The marches in 2006 were the largest in German history, triggered by government reforms aimed at controlling costs in the national health care system.

Only part of the problem was pay. Another problem, from the doctors’ point of view, were the so-called bonus-malus laws, which punished them for prescribing expensive drugs and rewarded them for prescribing generics. The idea was to keep down pharmaceuticals prices, but the doctors felt the hot breath of government on their necks. “This ethically objectionable bonus-malus legal gimmickry — akin to bribing physicians not to treat to the best of their ability — was one of the sparks of the doctor protest movement,” wrote Alphonse Crespo, a libertarian-minded Swiss orthopedic surgeon.

The reforms finally pushed through by Angela Merkel’s government gave Germany its current system, which uses a central fund to compensate insurance companies for patients according to the patients’ risk. The government dropped its bonus-malus rules in 2008. But Germany’s specific problems with its health care system are less relevant than their cause, which is the same as the cause of America’s crisis: ballooning costs. Doctor salaries are the least of it. The German system is full of administrative corruption within the nation’s many insurance companies.

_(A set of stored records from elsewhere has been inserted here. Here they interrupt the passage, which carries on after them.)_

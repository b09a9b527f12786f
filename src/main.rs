//! secret-mask CLI entry point.

use std::process::ExitCode;

use clap::Parser;
use secret_mask::cli::{Cli, CommandDispatcher};
use tracing_subscriber::{fmt, prelude::*, EnvFilter};

/// Initialize the tracing subscriber for logging.
///
/// Log level is controlled by:
/// 1. `--debug` flag sets level to DEBUG
/// 2. `RUST_LOG` environment variable (if set)
/// 3. Default is WARN
///
/// Logs go to stderr so they never mix with masked stdout.
fn init_tracing(debug: bool) {
    let filter = if debug {
        EnvFilter::new("secret_mask=debug")
    } else {
        EnvFilter::try_from_default_env().unwrap_or_else(|_| EnvFilter::new("secret_mask=warn"))
    };

    tracing_subscriber::registry()
        .with(fmt::layer().with_target(false).with_writer(std::io::stderr))
        .with(filter)
        .init();
}

fn main() -> ExitCode {
    let cli = Cli::parse();
    init_tracing(cli.debug);

    tracing::debug!(command = ?cli.command, "secret-mask starting");

    let working_dir = std::env::current_dir().unwrap_or_default();
    let dispatcher = CommandDispatcher::from_cli(working_dir, &cli);

    match dispatcher.dispatch(&cli) {
        Ok(result) => ExitCode::from(u8::try_from(result.exit_code).unwrap_or(1)),
        Err(e) => {
            eprintln!("{} {}", console::style("Error:").red().bold(), e);
            ExitCode::from(1)
        }
    }
}
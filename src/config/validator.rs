//! Configuration validation rules.
//!
//! - The mask must not be empty
//! - `secret_env` entries must be valid variable names
//! - `min_secret_length` must be at least 1

use crate::config::schema::MaskConfig;
use crate::error::{MaskError, Result};

/// Validation error with context.
#[derive(Debug, Clone)]
pub struct ValidationError {
    /// Rule identifier
    pub rule: String,
    /// Human-readable error message
    pub message: String,
}

/// Validate a configuration and return all errors.
///
/// This function collects all validation errors rather than stopping
/// at the first one, allowing users to fix multiple issues at once.
pub fn validate_config(config: &MaskConfig) -> Vec<ValidationError> {
    let mut errors = Vec::new();

    if config.mask.is_empty() {
        errors.push(ValidationError {
            rule: "empty-mask".to_string(),
            message: "'mask' must not be empty; secrets would silently disappear".to_string(),
        });
    }

    for name in &config.secret_env {
        if name.is_empty() || name.contains('=') || name.contains('\0') {
            errors.push(ValidationError {
                rule: "invalid-env-name".to_string(),
                message: format!("'{}' in 'secret_env' is not a valid variable name", name),
            });
        }
    }

    if config.min_secret_length == 0 {
        errors.push(ValidationError {
            rule: "min-secret-length".to_string(),
            message: "'min_secret_length' must be at least 1".to_string(),
        });
    }

    errors
}

/// Validate configuration, returning the first batch of errors as one.
pub fn validate(config: &MaskConfig) -> Result<()> {
    let errors = validate_config(config);

    if errors.is_empty() {
        Ok(())
    } else {
        let messages: Vec<_> = errors.iter().map(|e| e.message.clone()).collect();
        Err(MaskError::ConfigValidationError {
            message: messages.join("; "),
        })
    }
}
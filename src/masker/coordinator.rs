//! Match coordination across all patterns of one stream.
//!
//! The [`MatchCoordinator`] feeds every byte to every [`SequenceMatcher`],
//! holds bytes whose fate is still undecided, and emits resolved output:
//! either the mask for a committed match or the literal bytes that can no
//! longer take part in one.
//!
//! Resolution follows "leftmost match, longest wins": a completed match is
//! only committed once no in-flight partial match could still start at or
//! before it, and completed matches overlapping a committed one are dropped.

use std::collections::VecDeque;
use std::sync::Arc;

use super::matcher::{Pattern, SequenceMatcher};

/// A completed occurrence waiting for a commit decision.
///
/// Positions are absolute stream indices, both ends inclusive.
#[derive(Debug, Clone, Copy, PartialEq, Eq)]
struct Candidate {
    start: u64,
    end: u64,
    pattern: usize,
}

/// Resolves a byte stream into masked and literal output.
///
/// # Example
///
/// ```
/// use secret_mask::masker::{MatchCoordinator, Pattern};
///
/// let patterns = Pattern::from_many([b"foo".to_vec(), b"bar".to_vec()]).unwrap();
/// let mut coordinator = MatchCoordinator::new(&patterns, b"***".to_vec());
///
/// let mut out = Vec::new();
/// coordinator.push_all(b"test foo bar", &mut out);
/// coordinator.force_flush(&mut out);
/// assert_eq!(out, b"test *** ***");
/// ```
pub struct MatchCoordinator {
    matchers: Vec<SequenceMatcher>,
    mask: Arc<[u8]>,
    /// Undecided bytes, oldest first.
    pending: VecDeque<u8>,
    /// Stream index of `pending.front()`.
    pending_start: u64,
    /// Stream index the next pushed byte will get.
    next_index: u64,
    candidates: Vec<Candidate>,
    masked: u64,
}

// Pending bytes may hold part of a secret, so only sizes are shown.
impl std::fmt::Debug for MatchCoordinator {
    fn fmt(&self, f: &mut std::fmt::Formatter<'_>) -> std::fmt::Result {
        f.debug_struct("MatchCoordinator")
            .field("patterns", &self.matchers.len())
            .field("pending", &self.pending.len())
            .field("candidates", &self.candidates.len())
            .field("bytes_seen", &self.next_index)
            .field("masked", &self.masked)
            .finish()
    }
}

impl MatchCoordinator {
    /// Create a coordinator with one matcher per pattern.
    pub fn new(patterns: &[Pattern], mask: impl Into<Arc<[u8]>>) -> Self {
        Self {
            matchers: patterns.iter().cloned().map(SequenceMatcher::new).collect(),
            mask: mask.into(),
            pending: VecDeque::new(),
            pending_start: 0,
            next_index: 0,
            candidates: Vec::new(),
            masked: 0,
        }
    }

    /// Process one byte, appending any resolved output to `out`.
    pub fn push(&mut self, byte: u8, out: &mut Vec<u8>) {
        let index = self.next_index;
        self.next_index += 1;
        self.pending.push_back(byte);
        feed_matchers(&mut self.matchers, &mut self.candidates, index, byte);
        self.resolve(out);
    }

    /// Process a chunk one byte at a time.
    pub fn push_all(&mut self, bytes: &[u8], out: &mut Vec<u8>) {
        if self.matchers.is_empty() && self.pending.is_empty() {
            out.extend_from_slice(bytes);
            self.next_index += bytes.len() as u64;
            self.pending_start = self.next_index;
            return;
        }
        for &byte in bytes {
            self.push(byte, out);
        }
    }

    /// Resolve everything that is pending.
    ///
    /// In-flight partial matches are abandoned. Matches that already
    /// completed are still masked; every other pending byte is released
    /// literally.
    pub fn force_flush(&mut self, out: &mut Vec<u8>) {
        // A commit rescans what follows it, which can start new partial
        // matches; those are abandoned too.
        loop {
            for matcher in &mut self.matchers {
                matcher.reset();
            }
            self.resolve(out);
            if self.pending.is_empty() {
                break;
            }
        }
        debug_assert!(self.candidates.is_empty());
    }

    /// Number of bytes currently held back.
    pub fn pending_len(&self) -> usize {
        self.pending.len()
    }

    /// Whether nothing is held back.
    pub fn is_idle(&self) -> bool {
        self.pending.is_empty()
    }

    /// Total number of bytes pushed so far.
    pub fn bytes_seen(&self) -> u64 {
        self.next_index
    }

    /// Number of mask tokens emitted so far.
    pub fn masked_count(&self) -> u64 {
        self.masked
    }

    /// Lowest implied start among matchers with partial progress.
    fn min_active_start(&self) -> Option<u64> {
        self.matchers
            .iter()
            .filter(|m| m.is_active())
            .map(|m| self.next_index - m.progress() as u64)
            .min()
    }

    /// Leftmost candidate, longest on ties.
    fn best_candidate(&self) -> Option<Candidate> {
        self.candidates
            .iter()
            .copied()
            .min_by(|a, b| a.start.cmp(&b.start).then(b.end.cmp(&a.end)))
    }

    fn resolve(&mut self, out: &mut Vec<u8>) {
        loop {
            let active_start = self.min_active_start();
            let best = self.best_candidate();

            if let Some(candidate) = best {
                if active_start.is_none_or(|start| candidate.end < start) {
                    self.commit(candidate, out);
                    continue;
                }
            }

            let horizon = [active_start, best.map(|c| c.start)]
                .into_iter()
                .flatten()
                .min()
                .unwrap_or(self.next_index);
            self.release_until(horizon, out);
            return;
        }
    }

    fn commit(&mut self, candidate: Candidate, out: &mut Vec<u8>) {
        debug_assert!(candidate.start >= self.pending_start);
        self.release_until(candidate.start, out);

        let len = (candidate.end + 1 - self.pending_start) as usize;
        self.pending.drain(..len);
        self.pending_start = candidate.end + 1;
        out.extend_from_slice(&self.mask);
        self.masked += 1;

        tracing::trace!(
            pattern = candidate.pattern,
            start = candidate.start,
            len,
            "masked occurrence"
        );

        self.rescan_pending();
    }

    /// Rebuild matcher state and candidates from the bytes still pending.
    ///
    /// Matchers restart after each full match, so occurrences overlapping a
    /// discarded candidate were never seen. Everything pending lies after
    /// the committed span and is fed again from a clean state.
    fn rescan_pending(&mut self) {
        for matcher in &mut self.matchers {
            matcher.reset();
        }
        self.candidates.clear();

        let Self {
            matchers,
            candidates,
            pending,
            pending_start,
            ..
        } = self;
        for (offset, &byte) in pending.iter().enumerate() {
            feed_matchers(matchers, candidates, *pending_start + offset as u64, byte);
        }
    }

    /// Emit pending bytes with a stream index below `horizon` literally.
    fn release_until(&mut self, horizon: u64, out: &mut Vec<u8>) {
        if horizon <= self.pending_start {
            return;
        }
        let count = ((horizon - self.pending_start) as usize).min(self.pending.len());
        out.extend(self.pending.drain(..count));
        self.pending_start += count as u64;
    }
}

/// Feed the byte at stream `index` to every matcher, recording completions.
fn feed_matchers(
    matchers: &mut [SequenceMatcher],
    candidates: &mut Vec<Candidate>,
    index: u64,
    byte: u8,
) {
    for (pattern, matcher) in matchers.iter_mut().enumerate() {
        let len = matcher.feed(byte);
        if len > 0 {
            candidates.push(Candidate {
                start: index + 1 - len as u64,
                end: index,
                pattern,
            });
        }
    }
}
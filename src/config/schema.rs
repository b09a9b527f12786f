//! Configuration schema definitions.
//!
//! This module contains the struct that maps to the `.secret-mask.yml`
//! file format.

use serde::{Deserialize, Serialize};
use std::path::PathBuf;
use std::time::Duration;

/// Default replacement for masked secrets.
pub const DEFAULT_MASK: &str = "[REDACTED]";

/// Root configuration structure for `.secret-mask.yml`.
///
/// # Example
///
/// ```
/// use secret_mask::config::MaskConfig;
///
/// let config: MaskConfig = serde_yaml::from_str(r#"
/// mask: "<redacted>"
/// masking_timeout_ms: 250
/// secret_env:
///   - DEPLOY_KEY
/// "#).unwrap();
///
/// assert_eq!(config.mask, "<redacted>");
/// assert_eq!(config.masking_timeout().as_millis(), 250);
/// assert!(config.detect_secret_env);
/// ```
#[derive(Debug, Clone, PartialEq, Eq, Serialize, Deserialize)]
#[serde(default, deny_unknown_fields)]
pub struct MaskConfig {
    /// Text written in place of every masked secret
    pub mask: String,

    /// Milliseconds of producer silence before a partial match is released
    pub masking_timeout_ms: u64,

    /// Environment variables whose values are always masked
    #[serde(skip_serializing_if = "Vec::is_empty")]
    pub secret_env: Vec<String>,

    /// Also mask variables whose names look secret (API_KEY, *_TOKEN, ...)
    pub detect_secret_env: bool,

    /// Env file injected into `run` children; all its values are masked
    #[serde(skip_serializing_if = "Option::is_none")]
    pub env_file: Option<PathBuf>,

    /// Values shorter than this many bytes are never masked
    pub min_secret_length: usize,
}

impl Default for MaskConfig {
    fn default() -> Self {
        Self {
            mask: DEFAULT_MASK.to_string(),
            masking_timeout_ms: default_masking_timeout_ms(),
            secret_env: Vec::new(),
            detect_secret_env: true,
            env_file: None,
            min_secret_length: 1,
        }
    }
}

impl MaskConfig {
    /// The masking timeout as a [`Duration`].
    pub fn masking_timeout(&self) -> Duration {
        Duration::from_millis(self.masking_timeout_ms)
    }
}

fn default_masking_timeout_ms() -> u64 {
    1000
}

/// Values given on the command line or through `SECRET_MASK_*` variables.
///
/// `None` and empty lists leave the file value untouched.
#[derive(Debug, Clone, Default)]
pub struct ConfigOverrides {
    pub mask: Option<String>,
    pub masking_timeout_ms: Option<u64>,
    pub secret_env: Vec<String>,
    pub detect_secret_env: Option<bool>,
    pub env_file: Option<PathBuf>,
    pub min_secret_length: Option<usize>,
}

impl ConfigOverrides {
    /// Layer these overrides on top of `config`.
    ///
    /// Scalars replace; `secret_env` names are appended.
    pub fn apply(self, config: &mut MaskConfig) {
        if let Some(mask) = self.mask {
            config.mask = mask;
        }
        if let Some(ms) = self.masking_timeout_ms {
            config.masking_timeout_ms = ms;
        }
        for name in self.secret_env {
            if !config.secret_env.contains(&name) {
                config.secret_env.push(name);
            }
        }
        if let Some(detect) = self.detect_secret_env {
            config.detect_secret_env = detect;
        }
        if let Some(path) = self.env_file {
            config.env_file = Some(path);
        }
        if let Some(len) = self.min_secret_length {
            config.min_secret_length = len;
        }
    }
}
//! Shell completions generation.
//!
//! The `secret-mask completions` command generates shell completion scripts.

use crate::cli::args::{Cli, CompletionsArgs};
use clap::CommandFactory;

use super::dispatcher::{Command, CommandResult};

/// The completions command implementation.
pub struct CompletionsCommand {
    args: CompletionsArgs,
}

impl CompletionsCommand {
    /// Create a new completions command.
    pub fn new(args: CompletionsArgs) -> Self {
        Self { args }
    }

    fn generate(&self, out: &mut dyn std::io::Write) {
        let mut cmd = Cli::command();
        clap_complete::generate(self.args.shell, &mut cmd, "secret-mask", out);
    }
}

impl Command for CompletionsCommand {
    fn execute(&self) -> crate::error::Result<CommandResult> {
        self.generate(&mut std::io::stdout());
        Ok(CommandResult::success())
    }
}
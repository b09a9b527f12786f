//! Secret discovery.
//!
//! This module decides *which* values the masker should redact:
//!
//! - [`SecretMatcher`] - Flags environment variable names that hold secrets
//! - [`SecretSet`] - Collects and de-duplicates the secret values themselves
//! - [`BUILTIN_PATTERNS`] - Built-in name patterns for common secrets
//!
//! # Example
//!
//! ```
//! use secret_mask::secrets::SecretMatcher;
//!
//! let matcher = SecretMatcher::with_builtins();
//! assert!(matcher.is_secret("API_KEY"));
//! assert!(matcher.is_secret("DATABASE_URL"));
//! assert!(!matcher.is_secret("PATH"));
//! ```

pub mod collect;
pub mod pattern;

pub use collect::{process_env, SecretSet};
pub use pattern::{SecretMatcher, SecretPattern, BUILTIN_PATTERNS};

So is insurance itself the problem?

Maybe.

“We’ve become so used to health insurance [in America] that we don’t realize how absurd it is,” writes David Goldhill in a recent unconventional survey of America’s health care trouble. “… Imagine sending your weekly grocery bill to an insurance clerk for review, and having the grocer reimbursed by the insurer to whom you’ve paid your share. An expensive and wasteful absurdity…”

But the main complaint in Europe is that both doctors and patients feel increasingly irrelevant in a battle over budgets between insurance companies and the government. That should sound familiar in America. The only real cure is to give patients themselves more say in their own coverage — a true competitive market, in other words, which the largely nonprofit German system lacks.

Forcing people to buy insurance, European-style, might be the wrong way to go. Crespo argues that Swiss health care has deteriorated since the government made insurance mandatory in 1994. It had one unwanted result of bringing the Swiss insurance companies closer to the business of lawmaking. Doctors at the time, Crespo writes, “did not predict that this measure would spawn a powerful insurance cartel whose power would be used against them and their patients.”

The mandatory-insurance law didn’t change much in terms of enrollment, anyhow: About 90 percent of the Swiss were already enrolled in some kind of health plan. The reason for that may be the size of the nation, and the nature of the Swiss. But for decades before, the government also mandated a simple “basic benefits package,” and kept competition between private insurance companies strong, which kept insurance prices relatively low.

So is such a thing possible in America? A competitive market for insurance, with just enough central regulation to provide basic care for everyone? Well, if America can’t figure that one out, then who can?